Maxi Shield performed at the 2000 Olympic Games closing ceremony and opened the Gay Games in 2002. She competed on the first season of RuPaul's Drag Race Down Under. She impersonated Magda Szubanski during the Snatch Game challenge. Maxi Shield was eliminated from the competition after placing in the bottom two of the make-over challenge, then losing a lip-sync battle against Scarlet Adams. She appeared at RuPaul's DragCon UK on numerous occasions after competing on Drag Race.

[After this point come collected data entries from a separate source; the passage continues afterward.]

// SPDX-License-Identifier: MIT
// Copyright (c) 2026 Alfred Jean LLC

//! Resolved runner configuration.

use std::io;
use std::path::{Path, PathBuf};

use thiserror::Error;

use crate::cli::Cli;

/// The three directories the runner operates on, resolved once at startup
/// to absolute, symlink-free paths and passed into the run controller.
#[derive(Clone, Debug)]
pub struct RunnerPaths {
    /// Tree whose `<jet_tag:...>` lines get toggled.
    pub source_dir: PathBuf,

    /// Working directory for the cmake configure step.
    pub build_dir: PathBuf,

    /// Directory containing the `tests` executable.
    pub binary_dir: PathBuf,
}

impl RunnerPaths {
    /// Resolve the CLI paths. Any directory that does not exist or cannot
    /// be canonicalized is a configuration error, fatal before any
    /// subprocess work begins.
    pub fn resolve(cli: &Cli) -> Result<Self, ConfigError> {
        Ok(Self {
            source_dir: canonicalize(&cli.source_directory, "source")?,
            build_dir: canonicalize(&cli.build_directory, "build")?,
            binary_dir: canonicalize(&cli.binary_directory, "binary")?,
        })
    }
}

fn canonicalize(path: &Path, role: &'static str) -> Result<PathBuf, ConfigError> {
    path.canonicalize().map_err(|source| ConfigError::Unresolvable {
        role,
        path: path.to_path_buf(),
        source,
    })
}

#[derive(Debug, Error)]
pub enum ConfigError {
    #[error("cannot resolve {role} directory {}: {source}", .path.display())]
    Unresolvable {
        role: &'static str,
        path: PathBuf,
        #[source]
        source: io::Error,
    },
}

#[cfg(test)]
#[path = "paths_tests.rs"]
mod tests;
// SPDX-License-Identifier: MIT
// Copyright (c) 2026 Alfred Jean LLC

//! Run controller: subprocess lifecycle, directive demultiplexing, and the
//! revert stack.
//!
//! The controller is deliberately single-threaded and lockstep: each
//! directive is fully applied (including any triggered rebuild) before the
//! next output line is consumed, because a later test case may depend on
//! the just-applied source state.

use std::io;
use std::path::PathBuf;
use std::process::{ExitStatus, Stdio};

use thiserror::Error;
use tokio::io::{AsyncBufReadExt, AsyncRead, BufReader};
use tokio::process::Command;

use jetrun_toggle::{
    apply_directive, invert, Directive, DirectiveError, PatchError, DIRECTIVE_PREFIX,
};

use crate::output::print_runner;
use crate::paths::RunnerPaths;
use crate::rebuild::maybe_rebuild;

/// Name of the test executable inside the binary directory.
const TEST_BINARY: &str = "tests";

/// Fixed argument forcing deterministic test ordering in the test binary.
const RNG_SEED_ARG: &str = "--rng-seed=0";

/// Run the test binary to completion, applying its directives as they
/// arrive and undoing them afterwards. Returns the exit code to pass
/// through.
///
/// The revert phase runs on every exit path: a fatal parse or apply error
/// mid-stream still restores the tree before the error propagates.
pub async fn run(paths: &RunnerPaths) -> Result<i32, RunnerError> {
    print_runner(format_args!("source dir: {}", paths.source_dir.display()));
    print_runner(format_args!("build dir: {}", paths.build_dir.display()));

    let program = paths.binary_dir.join(TEST_BINARY);
    print_runner(format_args!(
        "Running '{} {}'",
        program.display(),
        RNG_SEED_ARG
    ));

    let mut child = Command::new(&program)
        .arg(RNG_SEED_ARG)
        .stdout(Stdio::piped())
        .kill_on_drop(true)
        .spawn()
        .map_err(|source| RunnerError::Spawn {
            program: program.clone(),
            source,
        })?;

    let stdout = child.stdout.take().ok_or(RunnerError::NoStdout)?;

    let mut revert_stack: Vec<String> = Vec::new();
    let stream_result = stream(paths, stdout, &mut revert_stack).await;

    if stream_result.is_err() {
        // The binary may still be writing; do not let Draining block
        // behind it once the run is already doomed.
        let _ = child.kill().await;
    }
    let status = child.wait().await.map_err(RunnerError::Stream)?;

    let revert_result = revert(paths, revert_stack).await;

    stream_result?;
    revert_result?;
    Ok(exit_code(status))
}

/// Streaming phase: demultiplex one stdout line at a time.
///
/// Directive lines are parsed, applied, and their textual inverses pushed
/// onto the revert stack; all other lines are relayed verbatim.
async fn stream<R: AsyncRead + Unpin>(
    paths: &RunnerPaths,
    stdout: R,
    revert_stack: &mut Vec<String>,
) -> Result<(), RunnerError> {
    let mut lines = BufReader::new(stdout).lines();
    while let Some(line) = lines.next_line().await.map_err(RunnerError::Stream)? {
        let line = line.trim();
        if let Some(body) = line.strip_prefix(DIRECTIVE_PREFIX) {
            apply_directive_line(paths, body).await?;
            revert_stack.push(invert(line));
        } else {
            println!("{}", line);
        }
    }
    Ok(())
}

/// Reverting phase: replay the accumulated inverses last-in-first-out, so
/// later toggles are undone before the earlier toggles they may have
/// stacked on.
async fn revert(paths: &RunnerPaths, mut revert_stack: Vec<String>) -> Result<(), RunnerError> {
    while let Some(line) = revert_stack.pop() {
        let body = line.strip_prefix(DIRECTIVE_PREFIX).unwrap_or(&line);
        apply_directive_line(paths, body).await?;
    }
    Ok(())
}

/// Parse, patch, announce, and (when a build descriptor was touched)
/// re-configure for one directive body.
async fn apply_directive_line(paths: &RunnerPaths, body: &str) -> Result<(), RunnerError> {
    let directive = Directive::parse(body)?;
    let outcome = apply_directive(&paths.source_dir, &directive)?;
    for path in &outcome.patched {
        print_runner(format_args!("Patching source file: {}", path.display()));
    }
    maybe_rebuild(outcome.build_descriptor_touched, &paths.build_dir).await;
    Ok(())
}

/// Exit code to pass through. Signal death maps to the conventional
/// 128+signal on unix.
fn exit_code(status: ExitStatus) -> i32 {
    if let Some(code) = status.code() {
        return code;
    }
    #[cfg(unix)]
    {
        use std::os::unix::process::ExitStatusExt;
        if let Some(signal) = status.signal() {
            return 128 + signal;
        }
    }
    1
}

#[derive(Debug, Error)]
pub enum RunnerError {
    #[error("failed to spawn {}: {source}", .program.display())]
    Spawn {
        program: PathBuf,
        #[source]
        source: io::Error,
    },

    #[error("test binary stdout was not captured")]
    NoStdout,

    #[error("failed reading test binary output: {0}")]
    Stream(#[source] io::Error),

    #[error(transparent)]
    Directive(#[from] DirectiveError),

    #[error(transparent)]
    Patch(#[from] PatchError),
}

#[cfg(test)]
#[path = "runner_tests.rs"]
mod tests;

In 2020, Maxi Shield and fellow Drag Race contestant Hannah Conda attempted to set a new world record for the largest Drag Queen Story Time event at Oxtravaganza. In 2023, Maxi Shield played Maxine Fowler in the film The Winner Takes It All.

==Personal life and death==
Elliot was based in Sydney and was an Oxford Street Safety Ambassador for the City of Sydney.

In 2017, Maxi Shield starred in a HIV prevention video campaign run by ACON titled "This HIV Testing Week, Testing Doesn't Have to Be a Drag". She was selected by ACON for this role due to being "tremendously talented" and highly recognisable by members of the Sydney LGBTQIA+ community, as well as her status as a community leader and role as Oxford Street Safety Ambassador. In 2022, Maxi participated in the "We're Better Than That" campaign to prevent domestic violence, having experienced it as a child.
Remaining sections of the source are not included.